15 Temmuz 2009 Çarşamba

Sokak Arası Düğünleri

İçimi dökmek ne kelime. Bizim sokakta bir aydır bitmeyen bir düğün var. Anlamadım kız mı gidiyor, gelin mi geliyor. Lakin hiç bitmek bilmeyen bir gürültü gecemizi sabahımıza karıştırdı. Daha önce tam da kandil akşamı akşamın 8'inde başlayıp gecenin üçüne kadar devam eden bir eğlence ardından üç gün böyle devam etmişti. Zılgıtlara halay sesi karıştı. Çığlıklar birbiriyle yarıştı resmen gecenin o saatinde. Tabi bizde sinirler harap olmuştu, uykularımız da kaçak. Dün de gece 11'de davullu zurnalı bir kabus başladı birden sokak ortasında ve neredeyse bir saat de hiç susmadı.

Anlıyorum insanlar evleniyorlar ve bu mutluluğu doyasıya yaşamak istiyor, çevrelerini de mutluluklarından haberdar etmek istiyorlar. Anlıyorum aslında bir zamanlar köylerinde yaşadıkları doyasıya düğün keyfini geldikleri bu şehirde de yaşatmak istiyorlar. Geleneklerini kaybetmemek istiyorlar, yeni bir yerde de olsa kendi nesillerine bu geleneklerini aktarmak istiyorlar. Şehir hayatının fütursuzca yok ettiği değerlerini ayakta tutmak istiyorlar, insanı yalnızlaştıran, huzursuz yapan kasvetli havasını dağıtmak istiyorlar.

Bütün bunların hepsini anlıyorum, empatinin dibine vuruyorum ama bir şeyi yine de hiç ama hiç anlayamıyorum. Aynı insanların yine çokça dini geleneklerden beslendiğini varsayarsak (ki istatistiklere göre dindar kesimin büyük kısmı köy ya da taşradan oluşuyor) kul hakkı denen o hassas konudan nasıl bihaber şekilde davranıyorlar böyle zamanlarda anlamak mümkün değil. Şehir hayatında zaten insanların hayatları iç içe geçmişken, kutu gibi dairelerde birbirimizin her şeyine şahit olup dururken, birde hastasının, yorgununun, yaşlısının ve bebeğinin olduğu bir mahalle ortamında olur olmaz saatlerde yapılan bu düşüncesizlik beni çileden çıkartıyor. Şehir demek birazda adap demek kültür demek çünkü. En alakasız saatlerde insanların uykuda olduğu ya da uyuyacağı saatlerde sanki mahalle sana tahsis edilmiş gibi müziği bağırta bağırta, çığlıklar ata ata eğlenmek de neyin nesi. O kadar insan toplanmış halay, horon çekerken, bense evde sinir krizi geçirirken hep dedim kendime, içlerinden bir tane de sağdulu bir Allahın kulu yok mudur, bir tane numunelik yok mudur acaba bu saatte olmaz, uygun düşmez, kul hakkına gireriz diye. Ya da modern deyimle özgürlük dediğin şey sınırsız değildir diye. Umud ettim yine de. Ama yoktu sanırım. Çıkıp bağırsan al sana kavga, şikayet etsen al başına bela, sessiz kalsan sinirden patla. Öyle tatsız öyle keyifsiz, öyle can sıkıcı bir durum. Velhasılı öyle dertliyim ki.

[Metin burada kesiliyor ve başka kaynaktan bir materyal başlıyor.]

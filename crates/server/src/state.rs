// crates/server/src/state.rs
//! Application state for the Axum server.

use std::sync::Arc;
use std::time::Instant;

use fintrack_jobs::JobController;

/// Shared application state accessible from all route handlers.
pub struct AppState {
    /// Server start time for uptime tracking.
    pub start_time: Instant,
    /// Registry of jobs and their observers.
    pub jobs: Arc<JobController>,
}

impl AppState {
    /// Create a new application state wrapped in an Arc for sharing.
    pub fn new(jobs: Arc<JobController>) -> Arc<Self> {
        Arc::new(Self {
            start_time: Instant::now(),
            jobs,
        })
    }

    pub fn uptime_secs(&self) -> u64 {
        self.start_time.elapsed().as_secs()
    }
}
// crates/jobs/src/lib.rs
//! Progress tracking for long-running jobs.
//!
//! A [`Job`] owns an ordered list of tasks and the observers subscribed to
//! its update stream. The work driver creates jobs through a
//! [`JobController`], creates tasks on them and drives each task through a
//! [`TaskHandle`]. Every mutation is serialized to a [`JobUpdate`] and pushed
//! to all observers as it happens.

pub mod controller;
pub mod error;
pub mod job;
pub mod observer;
pub mod task;
pub mod types;

pub use controller::JobController;
pub use error::JobError;
pub use job::{Job, TaskKey};
pub use observer::{ObserverId, ObserverRx, ObserverTx};
pub use task::{TaskHandle, TaskLog, DEFAULT_PROGRESS_LABEL};
pub use types::{
    JobSnapshot, JobStatus, JobSummary, JobUpdate, LogEntry, LogLevel, TaskSnapshot,
};
// crates/server/src/error.rs
use axum::{
    http::StatusCode,
    response::{IntoResponse, Response},
    Json,
};
use serde::Serialize;
use thiserror::Error;

/// Structured JSON error response for API errors
#[derive(Debug, Serialize)]
#[cfg_attr(test, derive(serde::Deserialize))]
pub struct ErrorResponse {
    pub error: String,
    #[serde(default, skip_serializing_if = "Option::is_none")]
    pub details: Option<String>,
}

impl ErrorResponse {
    pub fn new(error: impl Into<String>) -> Self {
        Self {
            error: error.into(),
            details: None,
        }
    }

    pub fn with_details(error: impl Into<String>, details: impl Into<String>) -> Self {
        Self {
            error: error.into(),
            details: Some(details.into()),
        }
    }
}

/// API error types that map to HTTP status codes
#[derive(Debug, Error)]
pub enum ApiError {
    #[error("Job not found: {0}")]
    JobNotFound(String),

    #[error("Task not found: {task} in job {job_id}")]
    TaskNotFound { job_id: String, task: String },

    #[error("Bad request: {0}")]
    BadRequest(String),
}

impl IntoResponse for ApiError {
    fn into_response(self) -> Response {
        let (status, error_response) = match &self {
            ApiError::JobNotFound(id) => {
                tracing::warn!(job_id = %id, "Job not found");
                (
                    StatusCode::NOT_FOUND,
                    ErrorResponse::with_details("Job not found", format!("Job ID: {}", id)),
                )
            }
            ApiError::TaskNotFound { job_id, task } => {
                tracing::warn!(job_id = %job_id, task = %task, "Task not found");
                (
                    StatusCode::NOT_FOUND,
                    ErrorResponse::with_details("Task not found", format!("Task: {}", task)),
                )
            }
            ApiError::BadRequest(msg) => {
                tracing::warn!(message = %msg, "Bad request");
                (
                    StatusCode::BAD_REQUEST,
                    ErrorResponse::with_details("Bad request", msg.clone()),
                )
            }
        };

        (status, Json(error_response)).into_response()
    }
}

/// Result type alias for API handlers
pub type ApiResult<T> = Result<T, ApiError>;

#[cfg(test)]
mod tests {
    use super::*;
    use axum::body::to_bytes;

    /// Helper to extract status code and body from a response
    async fn extract_response(response: Response) -> (StatusCode, ErrorResponse) {
        let status = response.status();
        let body = to_bytes(response.into_body(), usize::MAX).await.unwrap();
        let error_response: ErrorResponse = serde_json::from_slice(&body).unwrap();
        (status, error_response)
    }

    #[tokio::test]
    async fn test_job_not_found_returns_404() {
        let error = ApiError::JobNotFound("abc123".to_string());
        let (status, body) = extract_response(error.into_response()).await;

        assert_eq!(status, StatusCode::NOT_FOUND);
        assert_eq!(body.error, "Job not found");
        assert!(body.details.unwrap().contains("abc123"));
    }

    #[tokio::test]
    async fn test_task_not_found_returns_404() {
        let error = ApiError::TaskNotFound {
            job_id: "abc123".to_string(),
            task: "Fetch".to_string(),
        };
        let (status, body) = extract_response(error.into_response()).await;

        assert_eq!(status, StatusCode::NOT_FOUND);
        assert_eq!(body.error, "Task not found");
        assert!(body.details.unwrap().contains("Fetch"));
    }

    #[tokio::test]
    async fn test_bad_request_returns_400() {
        let error = ApiError::BadRequest("empty server tag".to_string());
        let (status, body) = extract_response(error.into_response()).await;

        assert_eq!(status, StatusCode::BAD_REQUEST);
        assert_eq!(body.details.as_deref(), Some("empty server tag"));
    }

    #[test]
    fn test_error_response_serialization() {
        let response = ErrorResponse::new("Test error");
        let json = serde_json::to_string(&response).unwrap();
        assert!(json.contains("\"error\":\"Test error\""));
        assert!(!json.contains("details")); // None should be skipped

        let response = ErrorResponse::with_details("Test error", "More info");
        let json = serde_json::to_string(&response).unwrap();
        assert!(json.contains("\"details\":\"More info\""));
    }

    #[test]
    fn test_api_error_display() {
        let err = ApiError::JobNotFound("test-id".to_string());
        assert_eq!(err.to_string(), "Job not found: test-id");

        let err = ApiError::BadRequest("oops".to_string());
        assert_eq!(err.to_string(), "Bad request: oops");
    }
}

Sonunda mahalleden taşınacağım o olacak. Peki bu çözüm mü, nereye kadar taşınacağım ve nereye taşınacağım. Birde nereye gitmeli. Birkaç nezih, sakin semt dışında İstanbul olmuş metropol. İnsanlar şehirde yaşıyor ama şehirde yaşamak ne demek bilmiyor. Onca zaman geçirmiş ama hala da öğrenmemiş, öğrenememiş, ne bu şehir onlara bir şey verebilmiş, ne de onlar bu şehirden bir şey alabilmişler. Kültürel doku diyenler, dokuya dokunmayın diye dem vuranlar var birde bu tip çıkışlar yapan ben ve benim gibiler için. Hadi ondan da anlıyorum diyelimki kastedilen nedir, ama benim dokuma zarar veren, bir doku neyin dokusudur aslında köylü kalmışlığın değilse. O insanlara bir son sözüm var sadece: Sen dağdan geldiğin gibi davranmak istersen şehir ortamında işte o zaman dağlı diye bahsedildiğinde de alınmamalısın hiç.
GÜNEŞLİGÜNLER

1 yorum:

  1. Malesef bu şehirde yaşamayı haketmeyenlerle paylaşıyoruz bu güzelim şehri!